» Assignment
Between the line containing "for y in y0..=y1" and the line containing "let remaining = r2" lies a run of lines; give that run again exactly, with both of those lines, and nothing else from the entries below.

Content starts

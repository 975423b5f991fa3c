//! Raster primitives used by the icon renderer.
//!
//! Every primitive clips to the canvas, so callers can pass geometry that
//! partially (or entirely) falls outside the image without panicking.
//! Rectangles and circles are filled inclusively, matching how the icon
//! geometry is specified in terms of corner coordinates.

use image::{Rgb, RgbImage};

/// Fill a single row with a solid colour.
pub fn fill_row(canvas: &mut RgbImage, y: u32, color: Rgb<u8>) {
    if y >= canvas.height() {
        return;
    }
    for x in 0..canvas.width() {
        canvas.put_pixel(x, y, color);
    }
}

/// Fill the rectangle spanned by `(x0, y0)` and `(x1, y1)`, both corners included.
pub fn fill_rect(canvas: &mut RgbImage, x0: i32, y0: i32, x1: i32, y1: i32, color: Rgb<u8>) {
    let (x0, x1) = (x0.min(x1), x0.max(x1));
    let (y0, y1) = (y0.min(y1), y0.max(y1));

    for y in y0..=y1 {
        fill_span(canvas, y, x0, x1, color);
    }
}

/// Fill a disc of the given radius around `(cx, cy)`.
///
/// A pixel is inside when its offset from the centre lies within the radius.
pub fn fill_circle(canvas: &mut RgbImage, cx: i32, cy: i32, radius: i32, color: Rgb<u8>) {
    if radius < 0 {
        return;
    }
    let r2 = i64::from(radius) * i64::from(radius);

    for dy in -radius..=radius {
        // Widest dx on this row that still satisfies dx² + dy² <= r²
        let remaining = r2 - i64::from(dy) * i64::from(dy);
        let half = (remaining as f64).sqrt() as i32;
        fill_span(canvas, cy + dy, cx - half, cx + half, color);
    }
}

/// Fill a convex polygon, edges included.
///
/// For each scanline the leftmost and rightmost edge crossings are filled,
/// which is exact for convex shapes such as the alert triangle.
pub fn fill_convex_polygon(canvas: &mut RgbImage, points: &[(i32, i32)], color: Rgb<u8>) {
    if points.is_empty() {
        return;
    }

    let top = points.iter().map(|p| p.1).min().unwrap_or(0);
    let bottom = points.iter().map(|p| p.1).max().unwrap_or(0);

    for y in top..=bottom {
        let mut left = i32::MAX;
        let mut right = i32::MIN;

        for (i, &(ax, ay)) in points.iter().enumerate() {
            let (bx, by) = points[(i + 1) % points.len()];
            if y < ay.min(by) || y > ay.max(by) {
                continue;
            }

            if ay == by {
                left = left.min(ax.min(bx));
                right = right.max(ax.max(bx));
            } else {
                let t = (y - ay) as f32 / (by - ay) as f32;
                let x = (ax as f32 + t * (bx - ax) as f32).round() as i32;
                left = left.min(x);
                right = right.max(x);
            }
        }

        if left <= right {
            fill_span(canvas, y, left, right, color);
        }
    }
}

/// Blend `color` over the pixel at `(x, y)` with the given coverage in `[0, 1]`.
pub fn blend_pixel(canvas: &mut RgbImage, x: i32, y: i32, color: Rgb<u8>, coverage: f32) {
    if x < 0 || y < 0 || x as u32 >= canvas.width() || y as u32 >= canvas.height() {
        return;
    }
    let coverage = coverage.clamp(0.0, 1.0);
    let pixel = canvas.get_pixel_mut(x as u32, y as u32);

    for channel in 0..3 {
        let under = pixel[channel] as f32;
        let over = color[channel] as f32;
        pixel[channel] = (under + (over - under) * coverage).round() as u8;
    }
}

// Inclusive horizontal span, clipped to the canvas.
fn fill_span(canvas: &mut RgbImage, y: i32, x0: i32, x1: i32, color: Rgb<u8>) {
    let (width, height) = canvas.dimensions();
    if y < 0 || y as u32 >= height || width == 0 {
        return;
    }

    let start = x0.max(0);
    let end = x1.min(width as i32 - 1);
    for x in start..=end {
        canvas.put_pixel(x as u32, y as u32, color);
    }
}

Content ends

» Expected answer
    for y in y0..=y1 {
        fill_span(canvas, y, x0, x1, color);
    }
}

/// Fill a disc of the given radius around `(cx, cy)`.
///
/// A pixel is inside when its offset from the centre lies within the radius.
pub fn fill_circle(canvas: &mut RgbImage, cx: i32, cy: i32, radius: i32, color: Rgb<u8>) {
    if radius < 0 {
        return;
    }
    let r2 = i64::from(radius) * i64::from(radius);

    for dy in -radius..=radius {
        // Widest dx on this row that still satisfies dx² + dy² <= r²
        let remaining = r2 - i64::from(dy) * i64::from(dy);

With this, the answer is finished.